Contudo, companheiro Marx, o que temos na realidade é mais uma medida de recomposição do capital privado e de exploração na relação capital-trabalho. Não por acaso as iniciativas privatizantes incidem sobre aspectos básicos ou fundamentais da vida em sociedade, a exemplo da educação, saúde, segurança etc. tendendo à liquidação de tudo que não seja rentável em curto prazo, ou por outra, tornando o que é considerado não rentável, para o Estado, em fonte de renda para o capital privado. No caso da educação – que nos interessa mais diretamente – a privatização ocorre tanto no plano direto, com a conversão de instituições de ensino em empresas, quanto indiretamente, à medida que passam a ser gerenciadas por princípios da administração privada e avaliadas pelo quesito produtividade (CHAUÍ, 2003).

Em relação à desregulamentação de direitos, Montoro (2014) assevera que até meados do século XVIII, quando se instalam as relações de produção capitalistas, não havia regra alguma que regulasse a relação capital-trabalho. Jornada de trabalho, descanso remunerado, equivalência de salário para mesmas funções, limite de idade para ingresso no mercado de trabalho, seguridade previdenciária, dentre outras questões, como você Marx, bem sabe, foram objetos de lutas históricas dos trabalhadores, fatos que os impulsionaram às organizações de classe – como sindicatos e partidos.
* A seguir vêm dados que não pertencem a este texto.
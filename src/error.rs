use std::io;
use thiserror::Error;

/// The error type used by this crate.
///
/// Every variant is fatal to the operation that produced it; the binaries
/// map any of them to a log message and a non-zero exit.
#[derive(Debug, Error)]
pub enum Error {
    /// A malformed S-record line.
    #[error("{0}")]
    Record(String),

    /// A firmware file that failed validation, with the offending line.
    #[error("Line {line}: {reason}")]
    Firmware { line: usize, reason: String },

    /// An address or size outside the banked flash window.
    #[error("{0}")]
    Range(String),

    /// The OS write timed out or the device stopped answering.
    #[error("{0}")]
    Timeout(String),

    /// The device answered with something other than the expected reply.
    #[error("{0}")]
    Protocol(String),

    /// Flash readback after programming did not match what was written.
    #[error("verification failed @ 0x{0:04x}")]
    Verify(u16),

    #[error(transparent)]
    Io(#[from] io::Error),

    #[error(transparent)]
    Serial(#[from] serialport::Error),
}

pub type Result<T> = std::result::Result<T, Error>;
//! Per-frame dithering strategies for the uncertain cells.

use serde::Deserialize;

use super::rng::XorShift32;

/// Clock advance per produced frame, independent of wall time.
pub const CLOCK_STEP: f32 = 0.016;

/// Vertical wave frequency (radians per row).
const WAVE_ROW_FREQ: f32 = 0.8;

/// Temporal wave speed (radians per clock unit).
const WAVE_SPEED: f32 = 2.0;

/// How strongly column position and the wave shift the threshold.
const WAVE_AMPLITUDE: f32 = 0.3;

/// Spread of the random threshold used by the chaos blend.
const CHAOS_SPREAD: f32 = 0.4;

/// Animation strategy, chosen once at startup.
#[derive(Debug, Clone, Copy, PartialEq, Eq, Default, Deserialize)]
#[serde(rename_all = "lowercase")]
pub enum Algorithm {
    /// Keep the initial classification forever.
    Static,
    /// Independent coin flip per cell per frame, weighted by its probability.
    Random,
    /// Diagonal bands sweeping through the image, optionally mixed with noise.
    #[default]
    Wave,
}

impl Algorithm {
    pub fn name(&self) -> &'static str {
        match self {
            Algorithm::Static => "static",
            Algorithm::Random => "random",
            Algorithm::Wave => "wave",
        }
    }

    /// Whether frames change the buffer and advance the clock.
    pub fn is_animated(&self) -> bool {
        !matches!(self, Algorithm::Static)
    }
}

impl std::fmt::Display for Algorithm {
    fn fmt(&self, f: &mut std::fmt::Formatter<'_>) -> std::fmt::Result {
        f.write_str(self.name())
    }
}

/// Random strategy decision: accent iff a uniform draw is below `prob`.
#[inline]
pub fn random_decision(prob: f32, rng: &mut XorShift32) -> bool {
    rng.next_f32() < prob
}

/// Fill `table` with `sin(row * 0.8 - time * 2.0)` for every row.
///
/// Computed once per frame so cells can be visited in any order.
pub fn fill_row_sines(table: &mut Vec<f32>, rows: usize, time: f32) {
    table.clear();
    table.extend((0..rows).map(|y| (y as f32 * WAVE_ROW_FREQ - time * WAVE_SPEED).sin()));
}

/// Map a column into `[-1, 1)`.
#[inline]
pub fn normalized_x(x: usize, width: usize) -> f32 {
    x as f32 * (2.0 / width as f32) - 1.0
}

/// Deterministic part of the wave threshold.
#[inline]
pub fn wave_threshold(prob: f32, norm_x: f32, row_sine: f32) -> f32 {
    prob + (norm_x - row_sine) * WAVE_AMPLITUDE
}

/// Wave strategy decision.
///
/// `chaos` is the blend fraction in `[0, 1]`; at zero no random numbers are
/// drawn and the result depends only on the inputs.
#[inline]
pub fn wave_decision(
    prob: f32,
    norm_x: f32,
    row_sine: f32,
    chaos: f32,
    rng: &mut XorShift32,
) -> bool {
    let mut threshold = wave_threshold(prob, norm_x, row_sine);
    if chaos > 0.0 {
        let random_threshold = prob + (rng.next_f32() - 0.5) * CHAOS_SPREAD;
        threshold = threshold * (1.0 - chaos) + random_threshold * chaos;
    }
    threshold > 0.5
}
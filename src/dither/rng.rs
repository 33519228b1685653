//! Fast deterministic xorshift32 generator used for per-frame dithering.

/// Seed used when none is configured.
pub const DEFAULT_SEED: u32 = 12345;

/// Marsaglia xorshift32 (shifts 13, 17, 5).
///
/// Not suitable for anything beyond visual noise, but fully reproducible for
/// a given seed.
#[derive(Debug, Clone)]
pub struct XorShift32 {
    state: u32,
}

impl XorShift32 {
    /// Create a generator. A zero seed is a fixed point of xorshift and is
    /// replaced by [`DEFAULT_SEED`].
    pub fn new(seed: u32) -> Self {
        let state = if seed == 0 { DEFAULT_SEED } else { seed };
        Self { state }
    }

    #[inline]
    pub fn next_u32(&mut self) -> u32 {
        let mut s = self.state;
        s ^= s << 13;
        s ^= s >> 17;
        s ^= s << 5;
        self.state = s;
        s
    }

    /// Uniform value in `[0, 1)` with 16 bits of resolution.
    #[inline]
    pub fn next_f32(&mut self) -> f32 {
        (self.next_u32() & 0xFFFF) as f32 / 65536.0
    }
}

impl Default for XorShift32 {
    fn default() -> Self {
        Self::new(DEFAULT_SEED)
    }
}

#[cfg(test)]
mod tests {
    use super::*;

    #[test]
    fn test_first_values_from_default_seed() {
        let mut rng = XorShift32::default();
        // 12345 through one round of (13, 17, 5)
        let mut s: u32 = 12345;
        s ^= s << 13;
        s ^= s >> 17;
        s ^= s << 5;
        assert_eq!(rng.next_u32(), s);
    }

    #[test]
    fn test_same_seed_same_sequence() {
        let mut a = XorShift32::new(42);
        let mut b = XorShift32::new(42);
        for _ in 0..1000 {
            assert_eq!(a.next_u32(), b.next_u32());
        }
    }

    #[test]
    fn test_zero_seed_does_not_stick() {
        let mut rng = XorShift32::new(0);
        assert_ne!(rng.next_u32(), 0);
    }

    #[test]
    fn test_float_range() {
        let mut rng = XorShift32::new(7);
        for _ in 0..100_000 {
            let v = rng.next_f32();
            assert!((0.0..1.0).contains(&v), "{} out of range", v);
        }
    }

    #[test]
    fn test_float_mean_near_half() {
        let mut rng = XorShift32::new(99);
        let n = 50_000;
        let sum: f32 = (0..n).map(|_| rng.next_f32()).sum();
        let mean = sum / n as f32;
        assert!((mean - 0.5).abs() < 0.02, "mean was {}", mean);
    }
}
Foi ao longo de décadas que a classe trabalhadora exigiu reformas e conquistou direitos fundamentais, a serem regulamentados – mesmo que a contragosto, pelo Estado burguês. Sabidamente, a regulamentação desses direitos nunca foi tranquila, nunca deixou de ser um ponto de tensão, gerado por interesses de classe conflitantes. Para a classe trabalhadora e como marco civilizatório – trata-se indiscutivelmente de direito! Mas sob a ótica da burguesia, trata-se de concessão ou benefício! Sendo assim, quanto maior o refluxo da acumulação, mais a atenção empresarial se volta para o recuo das supostas concessões, e a intensidade dos ataques se mostra diretamente proporcional ao entendimento dos mesmos como obstáculos para a acumulação.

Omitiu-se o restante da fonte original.